ASSIGNMENT: Bring together every line in the data that includes "AtomicUsize".

++++++

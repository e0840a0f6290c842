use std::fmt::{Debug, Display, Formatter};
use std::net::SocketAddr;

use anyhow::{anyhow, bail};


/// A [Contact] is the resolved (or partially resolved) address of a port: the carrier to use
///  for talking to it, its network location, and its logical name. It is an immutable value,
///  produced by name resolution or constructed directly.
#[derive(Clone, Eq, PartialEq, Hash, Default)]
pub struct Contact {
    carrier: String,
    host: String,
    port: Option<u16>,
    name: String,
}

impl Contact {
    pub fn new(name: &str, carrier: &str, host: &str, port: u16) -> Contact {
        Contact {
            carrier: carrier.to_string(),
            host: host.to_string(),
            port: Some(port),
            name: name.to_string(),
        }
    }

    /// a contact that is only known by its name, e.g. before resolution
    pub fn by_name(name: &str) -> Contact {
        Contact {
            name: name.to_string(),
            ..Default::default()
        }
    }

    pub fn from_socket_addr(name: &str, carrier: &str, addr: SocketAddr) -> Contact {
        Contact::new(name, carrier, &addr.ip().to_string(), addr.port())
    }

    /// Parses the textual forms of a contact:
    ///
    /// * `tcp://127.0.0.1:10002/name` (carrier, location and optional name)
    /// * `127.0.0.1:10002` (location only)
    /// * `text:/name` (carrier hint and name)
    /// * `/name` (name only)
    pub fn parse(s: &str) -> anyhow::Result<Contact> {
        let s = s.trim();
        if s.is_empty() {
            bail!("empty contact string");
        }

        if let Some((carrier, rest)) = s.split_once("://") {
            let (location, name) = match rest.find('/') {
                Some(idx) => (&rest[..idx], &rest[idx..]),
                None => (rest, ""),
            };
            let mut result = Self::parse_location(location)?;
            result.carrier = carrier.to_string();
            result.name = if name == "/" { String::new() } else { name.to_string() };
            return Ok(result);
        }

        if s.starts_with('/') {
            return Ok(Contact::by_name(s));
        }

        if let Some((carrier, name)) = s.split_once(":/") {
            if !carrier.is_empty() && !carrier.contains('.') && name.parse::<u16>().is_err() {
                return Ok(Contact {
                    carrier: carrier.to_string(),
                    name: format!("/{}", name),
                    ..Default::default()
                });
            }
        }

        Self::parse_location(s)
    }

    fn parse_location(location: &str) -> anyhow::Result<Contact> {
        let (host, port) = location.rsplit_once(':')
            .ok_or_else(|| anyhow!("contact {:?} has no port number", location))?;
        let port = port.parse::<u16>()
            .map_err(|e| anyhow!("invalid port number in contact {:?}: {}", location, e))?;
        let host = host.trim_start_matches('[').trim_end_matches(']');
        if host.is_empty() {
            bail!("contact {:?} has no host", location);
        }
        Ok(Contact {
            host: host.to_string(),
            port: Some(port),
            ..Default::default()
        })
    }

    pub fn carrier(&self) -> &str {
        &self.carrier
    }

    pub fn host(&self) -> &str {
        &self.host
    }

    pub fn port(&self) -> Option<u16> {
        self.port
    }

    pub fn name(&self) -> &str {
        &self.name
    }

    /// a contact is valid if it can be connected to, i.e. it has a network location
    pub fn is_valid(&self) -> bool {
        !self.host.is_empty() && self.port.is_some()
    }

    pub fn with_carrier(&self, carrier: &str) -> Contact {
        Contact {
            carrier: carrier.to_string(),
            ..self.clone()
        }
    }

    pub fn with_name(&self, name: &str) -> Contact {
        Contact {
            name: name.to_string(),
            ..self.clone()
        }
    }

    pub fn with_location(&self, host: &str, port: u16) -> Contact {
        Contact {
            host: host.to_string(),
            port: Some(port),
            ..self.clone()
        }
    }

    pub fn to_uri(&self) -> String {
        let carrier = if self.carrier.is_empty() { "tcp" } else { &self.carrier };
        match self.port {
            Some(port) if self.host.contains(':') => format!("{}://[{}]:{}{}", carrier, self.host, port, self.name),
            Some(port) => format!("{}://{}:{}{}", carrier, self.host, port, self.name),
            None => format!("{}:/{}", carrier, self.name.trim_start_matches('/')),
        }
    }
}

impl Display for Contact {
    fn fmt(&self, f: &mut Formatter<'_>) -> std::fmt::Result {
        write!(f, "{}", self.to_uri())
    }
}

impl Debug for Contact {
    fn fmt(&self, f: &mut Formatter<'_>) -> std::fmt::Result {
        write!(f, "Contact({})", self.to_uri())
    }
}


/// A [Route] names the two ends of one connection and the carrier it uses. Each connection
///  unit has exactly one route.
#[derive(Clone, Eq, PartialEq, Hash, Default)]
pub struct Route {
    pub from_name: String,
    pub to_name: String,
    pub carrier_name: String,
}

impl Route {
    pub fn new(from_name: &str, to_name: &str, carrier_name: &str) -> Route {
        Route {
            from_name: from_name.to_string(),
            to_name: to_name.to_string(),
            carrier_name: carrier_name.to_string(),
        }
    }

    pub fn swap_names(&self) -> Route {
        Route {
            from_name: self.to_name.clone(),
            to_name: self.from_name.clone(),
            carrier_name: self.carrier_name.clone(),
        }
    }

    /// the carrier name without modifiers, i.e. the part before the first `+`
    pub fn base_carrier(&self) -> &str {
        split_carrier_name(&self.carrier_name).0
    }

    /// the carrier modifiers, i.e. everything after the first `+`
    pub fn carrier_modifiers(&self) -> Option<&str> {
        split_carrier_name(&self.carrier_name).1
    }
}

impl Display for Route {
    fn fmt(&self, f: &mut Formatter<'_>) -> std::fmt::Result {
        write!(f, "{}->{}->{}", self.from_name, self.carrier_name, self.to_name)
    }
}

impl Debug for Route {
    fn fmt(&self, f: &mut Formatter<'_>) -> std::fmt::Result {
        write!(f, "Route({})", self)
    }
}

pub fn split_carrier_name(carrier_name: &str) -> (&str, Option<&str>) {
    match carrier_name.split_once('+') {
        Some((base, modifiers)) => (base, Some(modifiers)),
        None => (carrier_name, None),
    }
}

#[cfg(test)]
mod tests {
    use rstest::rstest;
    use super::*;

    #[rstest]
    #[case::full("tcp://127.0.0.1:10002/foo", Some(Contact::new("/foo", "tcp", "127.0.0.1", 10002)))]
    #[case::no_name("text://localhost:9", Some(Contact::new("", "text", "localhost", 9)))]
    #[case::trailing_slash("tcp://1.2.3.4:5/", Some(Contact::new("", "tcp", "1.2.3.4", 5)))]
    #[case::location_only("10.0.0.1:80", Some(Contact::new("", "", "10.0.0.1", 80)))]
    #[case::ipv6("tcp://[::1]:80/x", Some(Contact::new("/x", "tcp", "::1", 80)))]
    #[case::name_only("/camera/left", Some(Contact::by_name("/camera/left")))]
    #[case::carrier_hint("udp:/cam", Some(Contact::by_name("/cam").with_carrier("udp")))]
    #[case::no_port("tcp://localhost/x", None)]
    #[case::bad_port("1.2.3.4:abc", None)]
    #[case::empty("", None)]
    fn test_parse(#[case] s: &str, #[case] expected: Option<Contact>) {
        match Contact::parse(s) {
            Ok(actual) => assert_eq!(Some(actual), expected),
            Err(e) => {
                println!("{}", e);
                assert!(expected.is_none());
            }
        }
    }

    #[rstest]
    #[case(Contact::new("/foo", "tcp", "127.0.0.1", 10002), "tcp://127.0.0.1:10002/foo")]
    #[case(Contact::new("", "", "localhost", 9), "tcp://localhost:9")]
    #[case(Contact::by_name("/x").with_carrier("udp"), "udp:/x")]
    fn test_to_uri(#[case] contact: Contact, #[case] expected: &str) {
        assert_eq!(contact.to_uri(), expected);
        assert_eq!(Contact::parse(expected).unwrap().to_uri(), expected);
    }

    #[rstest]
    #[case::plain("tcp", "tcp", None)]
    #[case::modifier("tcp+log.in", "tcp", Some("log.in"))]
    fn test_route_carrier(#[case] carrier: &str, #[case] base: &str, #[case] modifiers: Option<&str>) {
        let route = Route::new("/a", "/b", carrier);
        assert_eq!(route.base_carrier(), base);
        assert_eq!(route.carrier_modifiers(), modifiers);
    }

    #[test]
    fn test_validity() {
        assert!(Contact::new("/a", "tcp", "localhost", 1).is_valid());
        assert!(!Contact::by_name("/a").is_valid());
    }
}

++++++

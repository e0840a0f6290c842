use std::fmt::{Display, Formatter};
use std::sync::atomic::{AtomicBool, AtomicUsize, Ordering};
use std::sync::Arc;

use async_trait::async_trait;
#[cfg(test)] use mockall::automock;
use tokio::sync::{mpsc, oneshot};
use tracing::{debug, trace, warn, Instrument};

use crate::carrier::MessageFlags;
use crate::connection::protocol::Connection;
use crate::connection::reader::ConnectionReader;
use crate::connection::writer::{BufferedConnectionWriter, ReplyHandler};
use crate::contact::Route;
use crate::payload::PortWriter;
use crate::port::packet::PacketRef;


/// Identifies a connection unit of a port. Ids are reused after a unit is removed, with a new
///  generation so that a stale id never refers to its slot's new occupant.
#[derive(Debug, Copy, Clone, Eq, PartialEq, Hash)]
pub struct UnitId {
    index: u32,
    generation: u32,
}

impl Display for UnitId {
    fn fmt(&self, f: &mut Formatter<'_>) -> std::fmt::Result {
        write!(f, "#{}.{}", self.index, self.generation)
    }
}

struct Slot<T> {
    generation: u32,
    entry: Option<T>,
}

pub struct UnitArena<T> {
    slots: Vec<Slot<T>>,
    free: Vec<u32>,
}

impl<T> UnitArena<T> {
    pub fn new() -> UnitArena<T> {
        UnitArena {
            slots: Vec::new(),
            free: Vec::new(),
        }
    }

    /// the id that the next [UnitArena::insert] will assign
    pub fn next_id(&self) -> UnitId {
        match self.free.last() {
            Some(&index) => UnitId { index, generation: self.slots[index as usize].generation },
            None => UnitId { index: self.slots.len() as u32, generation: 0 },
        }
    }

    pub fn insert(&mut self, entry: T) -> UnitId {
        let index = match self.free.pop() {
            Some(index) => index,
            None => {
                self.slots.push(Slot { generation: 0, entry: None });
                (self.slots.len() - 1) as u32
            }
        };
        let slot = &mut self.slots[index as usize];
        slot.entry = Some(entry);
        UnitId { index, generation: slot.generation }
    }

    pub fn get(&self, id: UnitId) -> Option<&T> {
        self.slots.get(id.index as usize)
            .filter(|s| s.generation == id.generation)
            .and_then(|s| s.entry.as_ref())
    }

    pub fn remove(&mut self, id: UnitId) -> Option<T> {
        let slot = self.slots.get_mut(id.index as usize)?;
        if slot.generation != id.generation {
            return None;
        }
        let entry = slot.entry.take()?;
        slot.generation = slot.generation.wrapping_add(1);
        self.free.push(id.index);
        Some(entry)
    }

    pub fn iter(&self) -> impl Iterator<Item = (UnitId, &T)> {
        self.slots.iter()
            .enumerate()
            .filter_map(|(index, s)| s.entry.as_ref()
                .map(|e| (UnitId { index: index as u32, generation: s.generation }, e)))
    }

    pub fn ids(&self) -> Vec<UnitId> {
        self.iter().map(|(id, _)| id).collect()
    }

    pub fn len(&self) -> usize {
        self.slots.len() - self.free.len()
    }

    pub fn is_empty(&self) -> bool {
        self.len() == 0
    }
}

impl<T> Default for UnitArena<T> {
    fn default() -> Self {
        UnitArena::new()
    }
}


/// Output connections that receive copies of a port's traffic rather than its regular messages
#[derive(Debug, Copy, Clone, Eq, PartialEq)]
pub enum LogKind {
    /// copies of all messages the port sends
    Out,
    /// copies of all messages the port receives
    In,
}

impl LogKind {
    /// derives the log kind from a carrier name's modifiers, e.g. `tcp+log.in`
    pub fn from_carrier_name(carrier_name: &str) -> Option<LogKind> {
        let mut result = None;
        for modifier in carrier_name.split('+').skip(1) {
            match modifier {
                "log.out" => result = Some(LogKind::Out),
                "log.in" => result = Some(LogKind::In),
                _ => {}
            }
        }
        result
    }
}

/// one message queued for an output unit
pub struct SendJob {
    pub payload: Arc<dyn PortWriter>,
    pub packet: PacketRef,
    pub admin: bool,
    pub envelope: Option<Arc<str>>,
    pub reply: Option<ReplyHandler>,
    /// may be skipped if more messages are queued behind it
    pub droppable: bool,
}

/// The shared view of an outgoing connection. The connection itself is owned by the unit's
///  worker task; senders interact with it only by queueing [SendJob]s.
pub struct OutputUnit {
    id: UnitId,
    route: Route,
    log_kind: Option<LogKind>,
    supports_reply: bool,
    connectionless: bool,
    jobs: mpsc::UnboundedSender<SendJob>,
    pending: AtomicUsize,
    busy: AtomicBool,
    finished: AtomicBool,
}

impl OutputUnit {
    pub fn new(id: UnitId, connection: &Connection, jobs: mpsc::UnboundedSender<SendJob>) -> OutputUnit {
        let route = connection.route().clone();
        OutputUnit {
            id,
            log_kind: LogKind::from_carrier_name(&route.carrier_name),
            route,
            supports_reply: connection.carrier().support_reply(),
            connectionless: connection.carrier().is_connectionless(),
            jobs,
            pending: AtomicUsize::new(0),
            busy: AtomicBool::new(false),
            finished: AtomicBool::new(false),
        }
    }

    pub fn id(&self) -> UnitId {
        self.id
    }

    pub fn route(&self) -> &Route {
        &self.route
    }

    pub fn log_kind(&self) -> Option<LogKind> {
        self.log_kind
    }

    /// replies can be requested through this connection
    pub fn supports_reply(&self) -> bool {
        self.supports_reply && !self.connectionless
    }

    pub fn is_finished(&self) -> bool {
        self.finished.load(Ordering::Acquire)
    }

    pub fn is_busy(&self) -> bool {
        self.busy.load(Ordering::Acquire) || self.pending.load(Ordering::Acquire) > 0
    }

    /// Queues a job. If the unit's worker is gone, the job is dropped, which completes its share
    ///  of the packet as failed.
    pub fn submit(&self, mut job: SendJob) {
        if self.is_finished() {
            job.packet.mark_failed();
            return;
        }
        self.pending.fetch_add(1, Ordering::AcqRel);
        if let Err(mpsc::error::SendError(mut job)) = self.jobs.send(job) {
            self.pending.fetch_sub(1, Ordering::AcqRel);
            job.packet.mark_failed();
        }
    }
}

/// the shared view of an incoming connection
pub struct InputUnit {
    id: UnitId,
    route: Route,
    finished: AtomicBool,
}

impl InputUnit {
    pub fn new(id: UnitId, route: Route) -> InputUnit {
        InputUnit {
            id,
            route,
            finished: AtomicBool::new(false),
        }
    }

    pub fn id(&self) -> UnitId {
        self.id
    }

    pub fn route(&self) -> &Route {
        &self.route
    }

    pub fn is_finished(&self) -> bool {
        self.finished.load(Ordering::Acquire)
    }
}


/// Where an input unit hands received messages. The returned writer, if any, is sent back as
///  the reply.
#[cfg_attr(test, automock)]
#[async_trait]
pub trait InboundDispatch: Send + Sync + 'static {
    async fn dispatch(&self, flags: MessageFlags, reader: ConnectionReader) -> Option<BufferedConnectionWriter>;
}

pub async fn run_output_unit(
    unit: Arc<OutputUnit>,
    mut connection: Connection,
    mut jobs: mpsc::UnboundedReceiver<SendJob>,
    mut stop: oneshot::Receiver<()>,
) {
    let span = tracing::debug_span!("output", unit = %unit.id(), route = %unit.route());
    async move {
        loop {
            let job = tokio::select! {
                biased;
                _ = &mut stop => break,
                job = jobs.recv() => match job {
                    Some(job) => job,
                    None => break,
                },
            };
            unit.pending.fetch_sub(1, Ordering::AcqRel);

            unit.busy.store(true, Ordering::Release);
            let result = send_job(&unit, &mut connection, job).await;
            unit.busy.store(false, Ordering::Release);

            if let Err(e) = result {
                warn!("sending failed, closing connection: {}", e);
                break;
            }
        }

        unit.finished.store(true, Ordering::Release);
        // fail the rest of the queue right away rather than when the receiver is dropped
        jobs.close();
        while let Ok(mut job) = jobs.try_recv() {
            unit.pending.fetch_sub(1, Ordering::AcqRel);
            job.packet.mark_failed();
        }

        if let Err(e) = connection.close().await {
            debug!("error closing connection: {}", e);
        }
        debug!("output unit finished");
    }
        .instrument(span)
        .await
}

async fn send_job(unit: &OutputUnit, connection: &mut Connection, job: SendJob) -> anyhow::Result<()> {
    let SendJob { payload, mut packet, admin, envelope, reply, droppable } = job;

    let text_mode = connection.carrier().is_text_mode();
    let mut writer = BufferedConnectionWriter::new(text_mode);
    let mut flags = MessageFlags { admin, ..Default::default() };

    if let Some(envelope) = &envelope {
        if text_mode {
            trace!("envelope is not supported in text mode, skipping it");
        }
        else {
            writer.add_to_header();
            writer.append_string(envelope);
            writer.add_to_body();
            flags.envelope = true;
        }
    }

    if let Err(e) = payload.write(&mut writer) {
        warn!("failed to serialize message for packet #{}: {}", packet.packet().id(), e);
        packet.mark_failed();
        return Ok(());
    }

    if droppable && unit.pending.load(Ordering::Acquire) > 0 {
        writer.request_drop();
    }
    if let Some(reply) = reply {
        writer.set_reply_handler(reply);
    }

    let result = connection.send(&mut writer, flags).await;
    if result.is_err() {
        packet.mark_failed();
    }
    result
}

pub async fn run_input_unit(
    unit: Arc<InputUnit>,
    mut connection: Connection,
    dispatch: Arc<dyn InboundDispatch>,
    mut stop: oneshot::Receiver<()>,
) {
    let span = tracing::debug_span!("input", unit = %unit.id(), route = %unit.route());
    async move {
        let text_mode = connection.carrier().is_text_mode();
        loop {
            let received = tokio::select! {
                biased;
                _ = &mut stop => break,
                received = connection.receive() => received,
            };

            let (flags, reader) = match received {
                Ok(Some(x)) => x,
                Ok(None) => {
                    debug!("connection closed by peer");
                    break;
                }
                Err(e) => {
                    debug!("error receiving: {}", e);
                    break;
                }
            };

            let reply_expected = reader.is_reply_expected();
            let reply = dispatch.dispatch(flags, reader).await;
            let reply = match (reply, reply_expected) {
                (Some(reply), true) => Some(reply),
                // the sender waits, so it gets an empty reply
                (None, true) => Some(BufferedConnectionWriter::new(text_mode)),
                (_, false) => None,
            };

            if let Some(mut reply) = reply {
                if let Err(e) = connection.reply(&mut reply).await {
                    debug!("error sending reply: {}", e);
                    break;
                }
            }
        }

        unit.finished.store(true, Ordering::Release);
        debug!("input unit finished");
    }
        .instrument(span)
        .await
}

++++++

THE ANSWER:
use std::sync::atomic::{AtomicBool, AtomicUsize, Ordering};
    pending: AtomicUsize,
            pending: AtomicUsize::new(0),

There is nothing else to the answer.